*** Information given ***
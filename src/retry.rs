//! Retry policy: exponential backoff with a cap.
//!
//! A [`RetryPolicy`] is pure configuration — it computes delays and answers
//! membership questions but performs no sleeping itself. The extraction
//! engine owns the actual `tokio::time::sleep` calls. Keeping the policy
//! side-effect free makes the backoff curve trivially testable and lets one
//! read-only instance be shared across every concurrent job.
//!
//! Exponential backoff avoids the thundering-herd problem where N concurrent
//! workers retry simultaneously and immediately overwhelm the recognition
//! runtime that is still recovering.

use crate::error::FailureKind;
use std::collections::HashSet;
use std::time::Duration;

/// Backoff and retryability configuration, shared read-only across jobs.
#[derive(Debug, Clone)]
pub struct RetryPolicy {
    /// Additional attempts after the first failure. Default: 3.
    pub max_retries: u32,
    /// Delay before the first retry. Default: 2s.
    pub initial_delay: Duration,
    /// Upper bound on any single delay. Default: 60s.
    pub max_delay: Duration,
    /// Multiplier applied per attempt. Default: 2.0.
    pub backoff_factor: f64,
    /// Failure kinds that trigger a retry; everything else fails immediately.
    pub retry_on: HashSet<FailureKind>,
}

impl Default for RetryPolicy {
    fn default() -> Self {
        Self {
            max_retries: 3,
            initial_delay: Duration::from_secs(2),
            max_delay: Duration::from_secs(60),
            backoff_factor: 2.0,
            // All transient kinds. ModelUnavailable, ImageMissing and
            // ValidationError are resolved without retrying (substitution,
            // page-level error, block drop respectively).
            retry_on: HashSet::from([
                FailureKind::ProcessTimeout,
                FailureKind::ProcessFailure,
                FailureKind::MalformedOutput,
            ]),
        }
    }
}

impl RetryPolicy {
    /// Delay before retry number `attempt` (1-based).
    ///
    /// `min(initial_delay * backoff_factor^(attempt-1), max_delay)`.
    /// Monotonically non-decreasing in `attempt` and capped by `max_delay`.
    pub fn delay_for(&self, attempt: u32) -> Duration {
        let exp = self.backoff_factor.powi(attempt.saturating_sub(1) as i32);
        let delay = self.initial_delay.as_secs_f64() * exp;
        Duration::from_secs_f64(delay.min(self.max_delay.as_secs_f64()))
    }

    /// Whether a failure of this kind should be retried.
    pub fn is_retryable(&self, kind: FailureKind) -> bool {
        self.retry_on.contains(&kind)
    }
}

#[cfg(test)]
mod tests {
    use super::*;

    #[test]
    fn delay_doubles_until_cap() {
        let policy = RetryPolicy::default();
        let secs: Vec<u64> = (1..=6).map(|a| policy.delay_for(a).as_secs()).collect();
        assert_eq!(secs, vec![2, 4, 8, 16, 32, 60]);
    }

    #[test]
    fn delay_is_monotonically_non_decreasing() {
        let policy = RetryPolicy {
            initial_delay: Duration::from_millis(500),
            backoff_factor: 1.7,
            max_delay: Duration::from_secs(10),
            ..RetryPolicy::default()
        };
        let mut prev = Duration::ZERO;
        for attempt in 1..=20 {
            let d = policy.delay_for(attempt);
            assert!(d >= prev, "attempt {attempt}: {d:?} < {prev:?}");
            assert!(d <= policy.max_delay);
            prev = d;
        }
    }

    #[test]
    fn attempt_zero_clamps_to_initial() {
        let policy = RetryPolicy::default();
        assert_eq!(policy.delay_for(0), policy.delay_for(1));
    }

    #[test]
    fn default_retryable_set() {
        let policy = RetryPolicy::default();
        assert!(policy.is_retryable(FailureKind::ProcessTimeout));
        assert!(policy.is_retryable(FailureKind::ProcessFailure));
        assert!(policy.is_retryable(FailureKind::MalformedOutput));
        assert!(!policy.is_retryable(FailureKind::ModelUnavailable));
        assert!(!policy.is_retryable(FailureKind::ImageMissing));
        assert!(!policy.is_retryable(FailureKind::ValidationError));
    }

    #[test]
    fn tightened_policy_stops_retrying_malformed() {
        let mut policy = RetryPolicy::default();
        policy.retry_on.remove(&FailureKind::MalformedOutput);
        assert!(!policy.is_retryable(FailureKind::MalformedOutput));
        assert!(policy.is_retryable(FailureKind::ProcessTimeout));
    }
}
*** End of Information given ***
*** Information given ***
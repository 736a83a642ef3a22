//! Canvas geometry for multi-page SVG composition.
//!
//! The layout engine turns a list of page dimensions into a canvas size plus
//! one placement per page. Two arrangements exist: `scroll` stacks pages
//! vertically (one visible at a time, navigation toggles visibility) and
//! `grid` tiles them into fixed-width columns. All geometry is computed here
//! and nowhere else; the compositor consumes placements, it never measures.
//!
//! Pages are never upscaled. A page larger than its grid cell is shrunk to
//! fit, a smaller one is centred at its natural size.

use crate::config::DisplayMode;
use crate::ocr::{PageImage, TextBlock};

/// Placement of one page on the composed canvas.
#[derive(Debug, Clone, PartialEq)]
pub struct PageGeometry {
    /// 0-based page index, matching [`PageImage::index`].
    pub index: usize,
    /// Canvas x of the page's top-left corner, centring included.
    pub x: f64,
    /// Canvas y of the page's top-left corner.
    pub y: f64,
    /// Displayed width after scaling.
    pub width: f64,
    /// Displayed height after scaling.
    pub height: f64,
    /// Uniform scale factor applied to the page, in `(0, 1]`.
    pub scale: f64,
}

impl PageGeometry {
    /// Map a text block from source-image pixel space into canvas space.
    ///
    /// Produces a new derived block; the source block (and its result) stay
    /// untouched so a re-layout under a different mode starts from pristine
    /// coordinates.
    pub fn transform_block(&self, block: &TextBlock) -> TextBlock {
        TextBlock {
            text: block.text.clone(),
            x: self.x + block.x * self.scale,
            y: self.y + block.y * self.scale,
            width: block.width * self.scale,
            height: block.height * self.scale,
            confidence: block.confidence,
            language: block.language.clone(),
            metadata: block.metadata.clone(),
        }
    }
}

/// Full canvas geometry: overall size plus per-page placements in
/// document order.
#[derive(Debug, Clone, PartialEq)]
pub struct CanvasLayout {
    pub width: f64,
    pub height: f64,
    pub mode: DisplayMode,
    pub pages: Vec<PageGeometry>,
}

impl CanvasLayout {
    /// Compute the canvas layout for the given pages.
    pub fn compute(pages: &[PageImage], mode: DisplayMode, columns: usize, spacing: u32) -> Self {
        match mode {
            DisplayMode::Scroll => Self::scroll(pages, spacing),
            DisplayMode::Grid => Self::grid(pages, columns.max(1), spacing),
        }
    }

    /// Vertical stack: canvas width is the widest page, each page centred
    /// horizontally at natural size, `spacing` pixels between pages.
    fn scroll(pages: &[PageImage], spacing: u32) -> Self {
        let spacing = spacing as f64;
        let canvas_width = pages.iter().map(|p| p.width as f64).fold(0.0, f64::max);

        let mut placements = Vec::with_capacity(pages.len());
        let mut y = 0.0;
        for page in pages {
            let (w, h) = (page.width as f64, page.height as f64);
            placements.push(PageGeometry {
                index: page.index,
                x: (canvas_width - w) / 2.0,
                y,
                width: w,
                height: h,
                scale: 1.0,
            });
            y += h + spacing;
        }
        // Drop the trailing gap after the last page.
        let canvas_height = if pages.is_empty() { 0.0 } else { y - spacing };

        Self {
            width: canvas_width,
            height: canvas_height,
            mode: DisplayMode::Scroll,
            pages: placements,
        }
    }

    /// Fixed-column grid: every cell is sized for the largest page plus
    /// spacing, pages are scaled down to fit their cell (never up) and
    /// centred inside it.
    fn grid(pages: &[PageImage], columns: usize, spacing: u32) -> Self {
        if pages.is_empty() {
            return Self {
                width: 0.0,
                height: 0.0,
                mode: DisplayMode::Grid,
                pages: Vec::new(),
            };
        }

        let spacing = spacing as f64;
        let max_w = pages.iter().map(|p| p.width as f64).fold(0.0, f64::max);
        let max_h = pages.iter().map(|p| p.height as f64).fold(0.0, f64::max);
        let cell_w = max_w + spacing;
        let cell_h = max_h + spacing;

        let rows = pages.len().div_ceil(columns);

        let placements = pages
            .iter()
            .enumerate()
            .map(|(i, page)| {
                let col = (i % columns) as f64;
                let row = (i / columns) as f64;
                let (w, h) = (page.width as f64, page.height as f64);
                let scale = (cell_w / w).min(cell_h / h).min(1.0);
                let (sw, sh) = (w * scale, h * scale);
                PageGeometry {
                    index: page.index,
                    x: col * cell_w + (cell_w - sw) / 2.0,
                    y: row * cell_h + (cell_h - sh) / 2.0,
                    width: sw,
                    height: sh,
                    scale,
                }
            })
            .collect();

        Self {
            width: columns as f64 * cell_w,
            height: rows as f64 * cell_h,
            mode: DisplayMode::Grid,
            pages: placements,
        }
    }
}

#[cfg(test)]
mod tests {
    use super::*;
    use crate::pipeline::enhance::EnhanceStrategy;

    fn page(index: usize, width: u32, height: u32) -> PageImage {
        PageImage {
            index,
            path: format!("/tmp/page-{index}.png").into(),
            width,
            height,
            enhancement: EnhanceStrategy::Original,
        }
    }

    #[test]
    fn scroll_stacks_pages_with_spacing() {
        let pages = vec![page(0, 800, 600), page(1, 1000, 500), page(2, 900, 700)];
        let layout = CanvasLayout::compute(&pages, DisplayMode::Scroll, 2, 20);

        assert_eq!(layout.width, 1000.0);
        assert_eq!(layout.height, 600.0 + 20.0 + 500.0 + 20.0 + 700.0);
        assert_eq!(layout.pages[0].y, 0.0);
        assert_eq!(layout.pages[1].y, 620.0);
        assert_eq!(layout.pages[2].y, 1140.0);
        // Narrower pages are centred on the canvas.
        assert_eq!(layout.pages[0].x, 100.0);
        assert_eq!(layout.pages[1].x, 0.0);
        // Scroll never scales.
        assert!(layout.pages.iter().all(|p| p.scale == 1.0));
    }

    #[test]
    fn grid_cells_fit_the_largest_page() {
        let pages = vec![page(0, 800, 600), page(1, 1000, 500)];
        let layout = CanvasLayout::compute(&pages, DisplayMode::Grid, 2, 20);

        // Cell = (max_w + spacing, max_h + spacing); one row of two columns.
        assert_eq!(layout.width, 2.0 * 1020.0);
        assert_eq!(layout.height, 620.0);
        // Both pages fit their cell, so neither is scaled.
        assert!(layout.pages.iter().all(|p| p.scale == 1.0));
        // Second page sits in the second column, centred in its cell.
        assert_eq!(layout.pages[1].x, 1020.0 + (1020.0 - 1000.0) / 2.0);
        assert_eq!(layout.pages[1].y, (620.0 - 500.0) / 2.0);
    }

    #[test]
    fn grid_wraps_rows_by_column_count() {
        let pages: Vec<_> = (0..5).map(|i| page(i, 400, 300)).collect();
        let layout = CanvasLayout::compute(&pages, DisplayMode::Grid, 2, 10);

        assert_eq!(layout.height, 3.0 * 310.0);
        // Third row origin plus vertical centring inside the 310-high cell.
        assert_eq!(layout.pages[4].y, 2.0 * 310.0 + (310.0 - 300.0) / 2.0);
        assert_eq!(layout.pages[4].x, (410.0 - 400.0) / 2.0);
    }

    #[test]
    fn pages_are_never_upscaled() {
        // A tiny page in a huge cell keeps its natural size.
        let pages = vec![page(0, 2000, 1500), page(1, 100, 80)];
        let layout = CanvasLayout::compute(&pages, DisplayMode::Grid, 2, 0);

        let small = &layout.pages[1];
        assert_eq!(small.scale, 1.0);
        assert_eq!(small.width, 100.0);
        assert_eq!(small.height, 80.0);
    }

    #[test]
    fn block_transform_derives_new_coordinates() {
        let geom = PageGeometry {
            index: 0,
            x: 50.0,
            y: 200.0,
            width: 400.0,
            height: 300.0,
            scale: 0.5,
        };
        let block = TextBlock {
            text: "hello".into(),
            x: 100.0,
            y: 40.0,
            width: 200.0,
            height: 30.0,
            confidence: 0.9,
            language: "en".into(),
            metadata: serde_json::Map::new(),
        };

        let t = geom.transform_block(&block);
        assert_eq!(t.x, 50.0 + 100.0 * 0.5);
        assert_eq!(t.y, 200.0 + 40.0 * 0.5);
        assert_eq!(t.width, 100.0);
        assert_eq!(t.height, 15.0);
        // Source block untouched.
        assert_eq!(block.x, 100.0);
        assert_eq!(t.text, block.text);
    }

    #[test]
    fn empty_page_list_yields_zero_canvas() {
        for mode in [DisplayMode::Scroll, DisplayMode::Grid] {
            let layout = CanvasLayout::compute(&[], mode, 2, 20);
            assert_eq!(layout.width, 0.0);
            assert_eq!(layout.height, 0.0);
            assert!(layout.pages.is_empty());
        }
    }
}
*** End of Information given ***
*** Information given ***
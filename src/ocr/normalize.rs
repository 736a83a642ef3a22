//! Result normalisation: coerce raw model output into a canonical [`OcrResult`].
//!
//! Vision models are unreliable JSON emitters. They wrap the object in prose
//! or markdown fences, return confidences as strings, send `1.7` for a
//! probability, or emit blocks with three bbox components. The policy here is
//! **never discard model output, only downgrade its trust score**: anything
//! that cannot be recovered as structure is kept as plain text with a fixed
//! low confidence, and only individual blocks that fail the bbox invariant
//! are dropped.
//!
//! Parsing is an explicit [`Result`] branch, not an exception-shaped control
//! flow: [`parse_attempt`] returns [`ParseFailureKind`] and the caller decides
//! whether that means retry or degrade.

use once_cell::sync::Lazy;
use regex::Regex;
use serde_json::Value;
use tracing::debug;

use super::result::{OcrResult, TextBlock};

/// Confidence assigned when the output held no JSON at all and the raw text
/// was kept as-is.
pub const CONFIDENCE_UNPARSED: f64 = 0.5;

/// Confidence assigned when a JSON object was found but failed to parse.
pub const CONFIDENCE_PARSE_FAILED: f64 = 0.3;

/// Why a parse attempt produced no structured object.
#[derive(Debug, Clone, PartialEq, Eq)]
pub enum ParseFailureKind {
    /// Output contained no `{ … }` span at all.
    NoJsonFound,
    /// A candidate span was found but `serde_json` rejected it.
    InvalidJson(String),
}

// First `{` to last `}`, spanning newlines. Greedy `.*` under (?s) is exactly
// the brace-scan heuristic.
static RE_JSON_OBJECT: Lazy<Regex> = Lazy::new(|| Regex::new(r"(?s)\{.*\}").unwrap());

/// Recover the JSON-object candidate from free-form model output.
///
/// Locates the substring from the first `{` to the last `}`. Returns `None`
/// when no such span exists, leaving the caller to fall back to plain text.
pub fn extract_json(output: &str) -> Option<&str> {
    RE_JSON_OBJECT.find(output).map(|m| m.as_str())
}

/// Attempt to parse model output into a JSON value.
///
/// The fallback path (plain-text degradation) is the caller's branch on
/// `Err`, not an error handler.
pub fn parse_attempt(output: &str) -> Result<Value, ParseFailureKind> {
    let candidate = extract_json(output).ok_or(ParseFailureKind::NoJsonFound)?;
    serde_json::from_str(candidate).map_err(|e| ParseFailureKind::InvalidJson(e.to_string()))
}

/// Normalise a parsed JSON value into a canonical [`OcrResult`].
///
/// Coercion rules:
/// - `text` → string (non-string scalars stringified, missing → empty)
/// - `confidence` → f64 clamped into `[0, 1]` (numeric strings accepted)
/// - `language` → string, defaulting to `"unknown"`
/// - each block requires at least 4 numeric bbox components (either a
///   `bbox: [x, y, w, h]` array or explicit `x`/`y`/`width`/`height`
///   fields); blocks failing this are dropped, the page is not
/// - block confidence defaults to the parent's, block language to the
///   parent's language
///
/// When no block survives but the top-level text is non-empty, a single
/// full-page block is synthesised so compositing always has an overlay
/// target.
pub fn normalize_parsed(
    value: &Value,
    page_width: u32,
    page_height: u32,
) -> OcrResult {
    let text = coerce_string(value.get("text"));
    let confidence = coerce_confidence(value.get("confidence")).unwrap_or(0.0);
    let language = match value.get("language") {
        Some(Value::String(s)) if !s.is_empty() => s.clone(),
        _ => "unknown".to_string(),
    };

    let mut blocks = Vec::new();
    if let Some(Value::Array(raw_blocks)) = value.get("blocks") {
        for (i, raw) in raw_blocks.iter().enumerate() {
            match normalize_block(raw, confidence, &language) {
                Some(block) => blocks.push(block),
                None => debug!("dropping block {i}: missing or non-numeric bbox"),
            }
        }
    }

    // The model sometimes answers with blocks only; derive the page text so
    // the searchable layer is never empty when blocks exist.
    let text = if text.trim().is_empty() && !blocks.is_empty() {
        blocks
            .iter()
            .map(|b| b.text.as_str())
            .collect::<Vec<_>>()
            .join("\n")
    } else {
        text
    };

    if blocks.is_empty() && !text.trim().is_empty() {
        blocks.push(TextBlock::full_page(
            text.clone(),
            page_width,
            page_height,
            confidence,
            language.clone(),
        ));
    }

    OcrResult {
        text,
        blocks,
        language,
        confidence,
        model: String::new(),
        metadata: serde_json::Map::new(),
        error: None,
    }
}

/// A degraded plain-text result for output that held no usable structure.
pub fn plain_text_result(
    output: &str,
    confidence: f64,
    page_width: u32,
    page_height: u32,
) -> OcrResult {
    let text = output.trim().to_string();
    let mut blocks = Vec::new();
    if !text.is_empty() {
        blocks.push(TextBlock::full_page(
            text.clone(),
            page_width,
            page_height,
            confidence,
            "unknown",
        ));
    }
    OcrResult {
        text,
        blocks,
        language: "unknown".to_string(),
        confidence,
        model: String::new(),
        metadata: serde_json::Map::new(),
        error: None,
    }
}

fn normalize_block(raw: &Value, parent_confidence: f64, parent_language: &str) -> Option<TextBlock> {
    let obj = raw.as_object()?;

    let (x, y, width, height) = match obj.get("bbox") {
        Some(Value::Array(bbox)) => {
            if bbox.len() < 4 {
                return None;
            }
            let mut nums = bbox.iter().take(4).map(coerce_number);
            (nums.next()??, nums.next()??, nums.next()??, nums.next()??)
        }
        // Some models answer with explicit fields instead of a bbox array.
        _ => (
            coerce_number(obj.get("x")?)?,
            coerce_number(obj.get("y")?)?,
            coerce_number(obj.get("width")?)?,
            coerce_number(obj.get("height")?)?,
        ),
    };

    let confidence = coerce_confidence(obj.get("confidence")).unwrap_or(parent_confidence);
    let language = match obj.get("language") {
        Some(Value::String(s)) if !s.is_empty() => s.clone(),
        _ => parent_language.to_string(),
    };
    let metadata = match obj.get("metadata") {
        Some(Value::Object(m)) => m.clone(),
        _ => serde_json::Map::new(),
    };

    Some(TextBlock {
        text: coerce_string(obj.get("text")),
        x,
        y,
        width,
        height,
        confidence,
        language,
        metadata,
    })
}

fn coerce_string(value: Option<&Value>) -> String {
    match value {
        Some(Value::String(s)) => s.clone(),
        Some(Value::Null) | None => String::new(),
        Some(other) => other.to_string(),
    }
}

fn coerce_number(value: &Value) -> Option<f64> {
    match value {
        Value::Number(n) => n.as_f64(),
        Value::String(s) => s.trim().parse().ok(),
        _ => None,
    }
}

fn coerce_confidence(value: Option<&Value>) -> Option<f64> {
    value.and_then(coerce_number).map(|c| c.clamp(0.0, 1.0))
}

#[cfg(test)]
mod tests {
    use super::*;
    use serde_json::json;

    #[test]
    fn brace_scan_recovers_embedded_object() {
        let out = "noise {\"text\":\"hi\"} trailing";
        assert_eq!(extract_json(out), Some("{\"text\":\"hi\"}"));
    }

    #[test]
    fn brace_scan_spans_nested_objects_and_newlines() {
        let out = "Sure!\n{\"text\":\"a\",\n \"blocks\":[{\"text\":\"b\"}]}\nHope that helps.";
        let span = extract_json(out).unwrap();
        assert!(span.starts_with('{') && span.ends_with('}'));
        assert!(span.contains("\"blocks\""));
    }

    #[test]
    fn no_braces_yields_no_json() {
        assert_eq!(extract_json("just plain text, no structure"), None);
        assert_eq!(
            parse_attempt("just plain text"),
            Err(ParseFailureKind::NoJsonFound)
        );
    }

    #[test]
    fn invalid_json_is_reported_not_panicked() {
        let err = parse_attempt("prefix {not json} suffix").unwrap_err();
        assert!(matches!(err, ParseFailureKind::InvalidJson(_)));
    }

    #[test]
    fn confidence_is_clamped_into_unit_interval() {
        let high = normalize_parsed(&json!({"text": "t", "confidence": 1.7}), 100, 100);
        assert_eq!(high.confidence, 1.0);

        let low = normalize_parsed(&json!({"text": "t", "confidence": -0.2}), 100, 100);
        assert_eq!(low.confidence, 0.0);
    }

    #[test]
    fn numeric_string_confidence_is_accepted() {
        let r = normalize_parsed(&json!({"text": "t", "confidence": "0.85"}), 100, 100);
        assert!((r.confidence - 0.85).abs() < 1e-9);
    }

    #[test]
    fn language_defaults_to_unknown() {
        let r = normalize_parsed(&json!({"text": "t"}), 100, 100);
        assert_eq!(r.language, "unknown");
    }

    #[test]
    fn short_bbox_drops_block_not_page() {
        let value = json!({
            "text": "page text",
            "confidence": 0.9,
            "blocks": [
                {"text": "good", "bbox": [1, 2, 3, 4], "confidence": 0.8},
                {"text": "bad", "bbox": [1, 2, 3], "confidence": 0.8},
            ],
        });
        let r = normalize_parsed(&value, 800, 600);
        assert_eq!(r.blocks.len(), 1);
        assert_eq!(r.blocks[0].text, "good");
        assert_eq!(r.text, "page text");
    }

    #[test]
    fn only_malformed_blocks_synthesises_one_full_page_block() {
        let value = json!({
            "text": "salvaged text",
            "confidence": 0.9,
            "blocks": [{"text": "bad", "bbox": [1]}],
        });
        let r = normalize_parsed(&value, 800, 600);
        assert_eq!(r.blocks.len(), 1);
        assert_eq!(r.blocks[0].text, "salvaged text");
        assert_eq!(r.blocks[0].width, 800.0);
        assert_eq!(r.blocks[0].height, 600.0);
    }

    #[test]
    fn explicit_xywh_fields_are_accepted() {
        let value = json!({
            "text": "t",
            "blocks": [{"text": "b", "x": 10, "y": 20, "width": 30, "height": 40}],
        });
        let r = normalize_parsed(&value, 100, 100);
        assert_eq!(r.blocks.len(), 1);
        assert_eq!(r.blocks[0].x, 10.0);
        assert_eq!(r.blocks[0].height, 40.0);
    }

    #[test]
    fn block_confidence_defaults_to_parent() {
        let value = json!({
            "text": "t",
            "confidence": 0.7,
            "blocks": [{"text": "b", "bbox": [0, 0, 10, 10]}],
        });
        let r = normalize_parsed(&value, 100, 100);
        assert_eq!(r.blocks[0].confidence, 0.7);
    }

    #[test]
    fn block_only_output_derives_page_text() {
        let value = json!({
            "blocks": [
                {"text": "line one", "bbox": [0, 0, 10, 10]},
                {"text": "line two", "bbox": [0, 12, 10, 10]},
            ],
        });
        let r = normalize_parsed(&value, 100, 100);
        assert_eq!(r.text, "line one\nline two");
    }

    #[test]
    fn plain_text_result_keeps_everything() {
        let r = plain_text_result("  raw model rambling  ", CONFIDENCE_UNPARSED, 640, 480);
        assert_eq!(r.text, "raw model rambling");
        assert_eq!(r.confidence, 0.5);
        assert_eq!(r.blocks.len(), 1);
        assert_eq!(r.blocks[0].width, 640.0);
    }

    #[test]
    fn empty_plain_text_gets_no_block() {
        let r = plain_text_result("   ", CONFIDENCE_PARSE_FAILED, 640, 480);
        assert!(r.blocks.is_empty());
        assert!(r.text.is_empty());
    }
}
*** End of Information given ***
Task prompt
Reproduce the lines of the entries above from the one with "page is not" to the one with "page text so", both included, exactly and without any other line.

Solved problem
///   fields); blocks failing this are dropped, the page is not
/// - block confidence defaults to the parent's, block language to the
///   parent's language
///
/// When no block survives but the top-level text is non-empty, a single
/// full-page block is synthesised so compositing always has an overlay
/// target.
pub fn normalize_parsed(
    value: &Value,
    page_width: u32,
    page_height: u32,
) -> OcrResult {
    let text = coerce_string(value.get("text"));
    let confidence = coerce_confidence(value.get("confidence")).unwrap_or(0.0);
    let language = match value.get("language") {
        Some(Value::String(s)) if !s.is_empty() => s.clone(),
        _ => "unknown".to_string(),
    };

    let mut blocks = Vec::new();
    if let Some(Value::Array(raw_blocks)) = value.get("blocks") {
        for (i, raw) in raw_blocks.iter().enumerate() {
            match normalize_block(raw, confidence, &language) {
                Some(block) => blocks.push(block),
                None => debug!("dropping block {i}: missing or non-numeric bbox"),
            }
        }
    }

    // The model sometimes answers with blocks only; derive the page text so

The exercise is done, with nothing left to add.